Seulement, ce dossier avait été rendu par défaut, le jeune homme de 28 ans nous avait en effet assuré ne pas avoir reçu de convocation dans une interview publiée sur Next Inpact. « J'ai été jugé sans le savoir, alors que mon entreprise est localisée chez ma mère ! », laquelle vit en France. Celui qui habite désormais en Hongrie a donc pu faire rejuger ce dossier intégralement, du fait de la faculté d’opposition ouverte à tout justiciable disposant d’une « excuse valable », comme on dit dans le jargon.

« Un procès d'un autre âge »

Boris P. a été défendu par Me. Ronan Hardouin. Selon ce spécialiste du droit de l’hébergement, « c’est un procès d’un autre âge » nous confie-t-il. « Lorsqu’il y a une offre légale publique suffisante, les internautes s’y rendent et les derniers chiffres diffusés par le SNEP vont dans ce sens. Du coup, le peer-to-peer n’est peut-être pas le premier facteur de contrefaçons que les ayants droit dépeignent, ou une technologie qui ruine l’industrie du divertissement. Surtout, les méthodes utilisées ne sont peut-être pas les bonnes. Plus ces acteurs agissent ainsi, plus on peut craindre une profusion de sites, bref si l’idée est vraiment de lutter contre le piratage, la bonne méthode pourrait être l’approche Follow the money ». Celle-ci vise en effet à casser les liens financiers des sites de téléchargement, soit via les régies publicitaires, soit par le biais des intermédiaires financiers.

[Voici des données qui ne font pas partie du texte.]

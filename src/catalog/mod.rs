// src/catalog/mod.rs

pub mod catalog_client;
pub mod catalog_router;
pub mod catalog_structs;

L’intéressé a plaidé le statut de l’hébergeur, qui n’avait pas été reconnu dans le premier jugement rendu par défaut. « Autre chose, GKS n’était pas un logiciel dès le départ de sa conception manifestement destiné à la contrefaçon, contrairement à ce qu’indiquent les ayants droit. Pour moi, les contenus contrefaisants ont été le résultat des mises en ligne de la communauté, révélant l'intermédiation technique de GKS. »

Un point moins classique a été également soulevé par l’avocat de Boris P. : l’article 335-1-2 du CPI, qui sert de socle aux prétentions des ayants droit, serait non opposable en France. Pourquoi ? Car selon Me Ronan Hardouin, cette disposition, née de l’amendement Vivendi durant les débats sur la loi DADVSI en 2006, constituerait une norme technique qui aurait dû être notifiée à Bruxelles selon les règles posées par la directive 98-34 (directive dite notification). Ce qui n’a pas été fait. Fait notable, la justice en France a déjà fusillé une disposition pour défaut de notification. Le point est donc à suivre de près.

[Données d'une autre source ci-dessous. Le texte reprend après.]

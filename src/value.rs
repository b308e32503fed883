//! The element domain of sets.
//!
//! Every member of a set is a [Value]. Numeric members are [Number]s, which compare by numeric value only:
//! the integer `1` and the float `1.0` denote the same member.

use std::fmt::Display;

use num_traits::ToPrimitive;
use ordered_float::OrderedFloat;
use quickcheck::Arbitrary;
#[cfg(feature = "serde")]
use serde::{Deserialize, Serialize};

/// A numeric scalar with a total order.
///
/// Backed by an `f64`, so integers are exact up to 2^53.
/// Negative and positive zero are the same number.
///
/// # Examples
/// ```
/// use index_sets::Number;
///
/// assert_eq!(Number::from(3), Number::from(3.0));
/// assert!(Number::from(2).is_integral());
/// assert!(!Number::from(2.5).is_integral());
/// assert_eq!(Number::from(7).to_string(), "7");
/// assert_eq!(Number::from(0.25).to_string(), "0.25");
/// ```
#[derive(Debug, Clone, Copy, PartialEq, Eq, PartialOrd, Ord, Hash, Default)]
#[cfg_attr(feature = "serde", derive(Serialize, Deserialize), serde(transparent))]
pub struct Number(OrderedFloat<f64>);

impl Number {
    /// Create a new number.
    pub fn new(value: f64) -> Self {
        // -0.0 is folded into 0.0
        Number(OrderedFloat(if value == 0.0 { 0.0 } else { value }))
    }

    /// Returns the underlying floating point value.
    pub fn get(self) -> f64 {
        self.0 .0
    }

    /// Returns `true` if the number is neither infinite nor NaN.
    pub fn is_finite(self) -> bool {
        self.get().is_finite()
    }

    /// Returns `true` if the number is finite and has no fractional part.
    pub fn is_integral(self) -> bool {
        self.is_finite() && self.get().fract() == 0.0
    }

    /// Returns the number as an `i64` if it is integral and in range.
    pub fn to_i64(self) -> Option<i64> {
        if self.is_integral() {
            self.get().to_i64()
        } else {
            None
        }
    }
}

macro_rules! number_from {
    ($($t:ty),*) => {
        $(
            impl From<$t> for Number {
                fn from(v: $t) -> Self {
                    Number::new(v as f64)
                }
            }
        )*
    };
}

number_from!(i8, i16, i32, i64, u8, u16, u32, u64, usize, isize, f32, f64);

impl Display for Number {
    fn fmt(&self, f: &mut std::fmt::Formatter<'_>) -> std::fmt::Result {
        let v = self.get();
        if v == 0.0 {
            write!(f, "0")
        } else {
            write!(f, "{}", v)
        }
    }
}

impl Arbitrary for Number {
    fn arbitrary(g: &mut quickcheck::Gen) -> Self {
        // Small values make collisions between generated ranges likely.
        let n = i8::arbitrary(g) as f64 / 4.0;
        if bool::arbitrary(g) {
            Number::new(n.round())
        } else {
            Number::new((n * 2.0).round() / 2.0)
        }
    }

    fn shrink(&self) -> Box<dyn Iterator<Item = Self>> {
        Box::new(self.get().shrink().filter(|v| v.is_finite()).map(Number::new))
    }
}

/// A (possibly unbounded) endpoint of a numeric range, as accepted by the range constructors.
///
/// Any number converts into a bounded endpoint, [UNBOUNDED] is the unbounded one.
#[derive(Debug, Clone, Copy, PartialEq, Eq, Hash)]
pub struct Endpoint(Option<Number>);

/// The unbounded endpoint.
pub const UNBOUNDED: Endpoint = Endpoint(None);

impl Endpoint {
    /// Returns the bound, or `None` if the endpoint is unbounded.
    pub fn get(self) -> Option<Number> {
        self.0
    }
}

macro_rules! endpoint_from {
    ($($t:ty),*) => {
        $(
            impl From<$t> for Endpoint {
                fn from(v: $t) -> Self {
                    Endpoint(Some(Number::from(v)))
                }
            }
        )*
    };
}

endpoint_from!(i8, i16, i32, i64, u8, u16, u32, u64, usize, isize, f32, f64, Number);

impl From<Option<Number>> for Endpoint {
    fn from(v: Option<Number>) -> Self {
        Endpoint(v)
    }
}

/// A member of a set.
///
/// Values are totally ordered: `None` sorts before all numbers, numbers sort before strings and strings sort
/// before tuples. Tuples compare lexicographically.
///
/// # Examples
/// ```
/// use index_sets::Value;
///
/// let mut values = vec![Value::from("a"), Value::from(2), Value::None, Value::from(1.5)];
/// values.sort();
/// assert_eq!(values, vec![Value::None, Value::from(1.5), Value::from(2), Value::from("a")]);
/// assert_eq!(Value::from((1, "x")).to_string(), "(1, x)");
/// ```
#[derive(Debug, Clone, PartialEq, Eq, PartialOrd, Ord, Hash)]
#[cfg_attr(feature = "serde", derive(Serialize, Deserialize))]
pub enum Value {
    /// The absent value.
    None,
    /// A number.
    Num(Number),
    /// A string.
    Str(String),
    /// A tuple of values.
    Tuple(Vec<Value>),
}

impl Value {
    /// Returns the number if this value is numeric.
    pub fn as_number(&self) -> Option<Number> {
        match self {
            Value::Num(n) => Some(*n),
            _ => None,
        }
    }

    /// Returns `true` if this value is a number.
    pub fn is_numeric(&self) -> bool {
        matches!(self, Value::Num(_))
    }

    /// The dimension of the value: the arity for tuples and `1` for everything else.
    pub fn dimen(&self) -> usize {
        match self {
            Value::Tuple(items) => items.len(),
            _ => 1,
        }
    }
}

macro_rules! value_from_number {
    ($($t:ty),*) => {
        $(
            impl From<$t> for Value {
                fn from(v: $t) -> Self {
                    Value::Num(Number::from(v))
                }
            }
        )*
    };
}

value_from_number!(i8, i16, i32, i64, u8, u16, u32, u64, usize, isize, f32, f64, Number);

impl From<&str> for Value {
    fn from(s: &str) -> Self {
        Value::Str(s.to_string())
    }
}

impl From<String> for Value {
    fn from(s: String) -> Self {
        Value::Str(s)
    }
}

impl From<&Value> for Value {
    fn from(v: &Value) -> Self {
        v.clone()
    }
}

impl<T: Into<Value>> From<Option<T>> for Value {
    fn from(v: Option<T>) -> Self {
        match v {
            Some(v) => v.into(),
            None => Value::None,
        }
    }
}

impl<A: Into<Value>, B: Into<Value>> From<(A, B)> for Value {
    fn from((a, b): (A, B)) -> Self {
        Value::Tuple(vec![a.into(), b.into()])
    }
}

impl<A: Into<Value>, B: Into<Value>, C: Into<Value>> From<(A, B, C)> for Value {
    fn from((a, b, c): (A, B, C)) -> Self {
        Value::Tuple(vec![a.into(), b.into(), c.into()])
    }
}

impl Display for Value {
    fn fmt(&self, f: &mut std::fmt::Formatter<'_>) -> std::fmt::Result {
        match self {
            Value::None => write!(f, "None"),
            Value::Num(n) => write!(f, "{}", n),
            Value::Str(s) => write!(f, "{}", s),
            Value::Tuple(items) => {
                write!(f, "(")?;
                for (i, item) in items.iter().enumerate() {
                    if i > 0 {
                        write!(f, ", ")?;
                    }
                    write!(f, "{}", item)?;
                }
                if items.len() == 1 {
                    write!(f, ",")?;
                }
                write!(f, ")")
            }
        }
    }
}

impl Arbitrary for Value {
    fn arbitrary(g: &mut quickcheck::Gen) -> Self {
        match u8::arbitrary(g) % 10 {
            0 => Value::None,
            1 => Value::Str(g.choose(&["a", "b", "c"]).copied().unwrap_or("a").to_string()),
            2 => Value::from((Number::arbitrary(g), Number::arbitrary(g))),
            _ => Value::Num(Number::arbitrary(g)),
        }
    }
}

Pour appuyer leur demande d’indemnisation, les ayants droit ont notamment mis en avant une atteinte à leur droit de représentation. Mais selon Me Hardouin, poser qu’un lien hypertexte est une atteinte à un tel droit suppose un acte de communication directe au public. « Or, quand on doit cliquer pour accéder à quelque chose, cela exclut toute communication directe au public ». Il s’appuie notamment là sur les travaux du CSPLA, au ministère de la Culture, « où il y a un consensus : le lien simple n’est pas un acte de représentation. »

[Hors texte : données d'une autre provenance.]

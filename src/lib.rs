//! Exact algebra over index sets.
//!
//! Sets may be finite lists of values, possibly infinite unions of [Range]s, or lazy combinations of other sets.
//! Membership, subset and disjointness questions are answered exactly, including for infinite sets such as
//! the integers or the non-negative reals, by reasoning about their range decompositions.
//!
//! # Examples
//! ```
//! use index_sets::{global::{INTEGERS, REALS}, Range, Set, UNBOUNDED};
//!
//! let evens = Set::from_ranges([Range::numeric(0, UNBOUNDED, 2).unwrap()]);
//! let odds = Set::from_ranges([Range::numeric(1, UNBOUNDED, 2).unwrap()]);
//! assert!(evens.isdisjoint(&odds));
//! assert!((&evens | &odds).issubset(&INTEGERS));
//! assert!(!(&*REALS - &evens).contains(&4.into()));
//! ```

mod error;
pub mod range;
pub mod set;
mod value;

pub use error::{RangeError, SetError};
pub use range::{NumberIter, NumericRange, Range};
pub use set::{global, Container, Set};
pub use value::{Endpoint, Number, Value, UNBOUNDED};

L’épineuse question des liens pose aussi la question des dommages subis par les ayants droit : « tous les liens n’ont pas été ouverts, poursuit Me Hardouin. On ne sait donc pas vers quels contenus ils renvoyaient. De même, rien ne dit que les œuvres potentiellement liées auraient été achetées par les internautes ». Celui-ci a tout autant regretté « l’absence de standard en matière de calcul de l’indemnisation. Certains évoquent cinq euros par œuvres, voire plus, d'autres beaucoup moins. »

Les producteurs de disque réclament 800 000 euros désormais

La SCPP avait contesté la première décision, et pour cause : les producteurs de disques avaient vainement espéré obtenir eux-aussi une rondelette réparation. Un couac, cependant, ils n’avaient pas justifié « que les œuvres ici en cause fassent partie de ceux dont elle protège les droits demandant d’ailleurs une indemnisation par proratisation à hauteur de son répertoire (80 % des téléchargements) » dixit le tribunal de la Rochelle, en février dernier.

La nouvelle procédure, plaidée hier, a donc offert aux majors l’opportunité de corriger le tir. Après un surcroit de travail d’identification des œuvres de leurs catalogues, leurs demandes ont du coup grimpé de 500 000 à 800 000 euros, nous a confirmé le cabinet Boespflug. Cette réévaluation fait planer sur les épaules du jeune de 28 ans le risque de devoir payer près de 2,5 millions d'euros de dommages et intérêts.